Long-Context RAG Drift¶
Long responses drift. The first two paragraphs cite the source faithfully; paragraph seven introduces a number that sounds plausible and has no basis in the retrieved passages. NLI on the full response averages the signal out and reports a comfortable coherence score. This cookbook shows how to catch that middle-of-response drift with chunked NLI and the retrieval strategies that make the catch cheaper.
Minimal reproduction¶
from director_ai.core import CoherenceScorer
from director_ai.core.retrieval.vector_store import (
HybridBackend,
SentenceTransformerBackend,
VectorGroundTruthStore,
)
store = VectorGroundTruthStore(
backend=HybridBackend(base=SentenceTransformerBackend()),
)
store.ingest(
[
"ANULUM reported CHF 4.2M in revenue for FY2025 (audited).",
"Marbach SG headcount at year-end 2025 was 12 employees.",
"Director-AI v3.14 was released on 14 April 2026.",
],
)
scorer = CoherenceScorer(
threshold=0.6,
ground_truth_store=store,
use_nli=True,
chunked_nli=True, # score each sentence, then aggregate
chunked_aggregation="trimmed_mean",
)
response = (
"ANULUM reported CHF 4.2M in revenue for FY2025. "
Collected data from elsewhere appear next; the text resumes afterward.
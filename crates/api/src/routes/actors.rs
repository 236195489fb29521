//! Route definitions for the `/actors` resource.

use axum::routing::get;
use axum::Router;

use crate::handlers::actor;
use crate::state::AppState;

/// Routes mounted at `/actors`. Writes require the `admin` role.
///
/// ```text
/// GET    /       -> list
/// POST   /       -> create
/// GET    /{id}   -> get_by_id
/// PUT    /{id}   -> update
/// DELETE /{id}   -> delete
/// ```
pub fn router() -> Router<AppState> {
    Router::new()
        .route("/", get(actor::list).post(actor::create))
        .route(
            "/{id}",
            get(actor::get_by_id)
                .put(actor::update)
                .delete(actor::delete),
        )
}
//! Route definitions for the `/admin` resource.

use axum::routing::{delete, get};
use axum::Router;

use crate::handlers::user;
use crate::state::AppState;

/// Routes mounted at `/admin`.
///
/// All routes require the `admin` role (enforced by handler extractors).
///
/// ```text
/// GET    /users       -> list
/// DELETE /users/{id}  -> delete
/// ```
pub fn router() -> Router<AppState> {
    Router::new()
        .route("/users", get(user::list))
        .route("/users/{id}", delete(user::delete))
}
use std::net::SocketAddr;
use std::sync::Arc;

use tracing_subscriber::{layer::SubscriberExt, util::SubscriberInitExt};

use kino_api::config::ServerConfig;
use kino_api::router::build_app_router;
use kino_api::state::AppState;
use kino_tmdb::TmdbClient;

#[tokio::main]
async fn main() {
    dotenvy::dotenv().ok();

    // --- Tracing ---
    // LOG_FORMAT=json switches to one JSON object per line.
    let filter = tracing_subscriber::EnvFilter::try_from_default_env()
        .unwrap_or_else(|_| "kino_api=debug,kino_tmdb=debug,tower_http=debug".into());
    let json_logs = std::env::var("LOG_FORMAT").is_ok_and(|f| f.eq_ignore_ascii_case("json"));
    if json_logs {
        tracing_subscriber::registry()
            .with(filter)
            .with(tracing_subscriber::fmt::layer().json())
            .init();
    } else {
        tracing_subscriber::registry()
            .with(filter)
            .with(tracing_subscriber::fmt::layer())
            .init();
    }

    // --- Configuration ---
    let config = ServerConfig::from_env();
    tracing::info!(
        host = %config.host,
        port = %config.port,
        default_language = %config.default_language,
        "Loaded server configuration"
    );

    // --- Database ---
    let database_url = std::env::var("DATABASE_URL").expect("DATABASE_URL must be set");

    let pool = kino_db::create_pool(&database_url, config.db_max_connections)
        .await
        .expect("Failed to connect to database");
    tracing::info!(max_connections = config.db_max_connections, "Database connection pool created");

    kino_db::health_check(&pool)
        .await
        .expect("Database health check failed");

    kino_db::run_migrations(&pool)
        .await
        .expect("Failed to run database migrations");
    tracing::info!("Database migrations applied");

    // --- Movie metadata client ---
    let tmdb = config.tmdb.as_ref().map(|t| {
        TmdbClient::new(&t.base_url, &t.api_token).expect("Failed to build TMDB HTTP client")
    });
    if tmdb.is_none() {
        tracing::warn!("TMDB_API_TOKEN not set, /tmdb routes will answer 503");
    }

    // --- App state ---
    let state = AppState {
        pool,
        config: Arc::new(config.clone()),
        tmdb,
    };

    let app = build_app_router(state, &config);

    // --- Start server ---
    let addr = SocketAddr::new(
        config.host.parse().expect("Invalid HOST address"),
        config.port,
    );
    tracing::info!(%addr, "Starting server");

    let listener = tokio::net::TcpListener::bind(addr)
        .await
        .expect("Failed to bind to address");

    axum::serve(listener, app)
        .with_graceful_shutdown(shutdown_signal())
        .await
        .expect("Server error");

    tracing::info!("Graceful shutdown complete");
}

/// Resolve on SIGINT (Ctrl-C) or, on Unix, SIGTERM.
async fn shutdown_signal() {
    let ctrl_c = async {
        tokio::signal::ctrl_c()
            .await
            .expect("Failed to install Ctrl-C handler");
    };

    #[cfg(unix)]
    let terminate = async {
        tokio::signal::unix::signal(tokio::signal::unix::SignalKind::terminate())
            .expect("Failed to install SIGTERM handler")
            .recv()
            .await;
    };

    #[cfg(not(unix))]
    let terminate = std::future::pending::<()>();

    tokio::select! {
        () = ctrl_c => {
            tracing::info!("Received SIGINT (Ctrl-C), starting graceful shutdown");
        }
        () = terminate => {
            tracing::info!("Received SIGTERM, starting graceful shutdown");
        }
    }
}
"The company, based in Marbach SG, employs 12 people. "
"Director-AI v3.14 shipped on 14 April 2026 with six new RAG "
"backends. "
"Market analysts project CHF 11M in FY2026 revenue. " # drift
"The headcount will double by Q3 next year." # drift
)
approved, score = scorer.review(
prompt="Summarise ANULUM's 2025 performance and outlook.",
action=response,
)
print(f"approved={approved} score={score.score:.3f} "
f"n_chunks={len(score.per_chunk)}")
for i, chunk_score in enumerate(score.per_chunk):
print(f" sentence {i}: {chunk_score:.3f}")
The output prints per-sentence scores. Sentences 0–2 land near 0.9;
sentences 3–4 are below 0.3. With
chunked_aggregation="trimmed_mean" (the v3.10 default) the bottom
25% of sentences drop out of the average, so a single bad sentence
does not pull the whole response below threshold — but the per-chunk
trace still flags it for the caller.
Why chunked NLI beats whole-document NLI¶
| Signal | Whole-document | Chunked (trimmed mean) |
|---|---|---|
| Per-sentence visibility | none | yes |
| Sensitivity to one bad sentence | averaged out | preserved |
| Token budget | fits 4k model | 512 per chunk, no truncation |
| Latency | one NLI call | N parallel calls |
Chunked NLI uses the same 0.4B DeBERTa FactCG model as the default scorer, so the accuracy of each per-sentence decision matches the AggreFact leaderboard entry.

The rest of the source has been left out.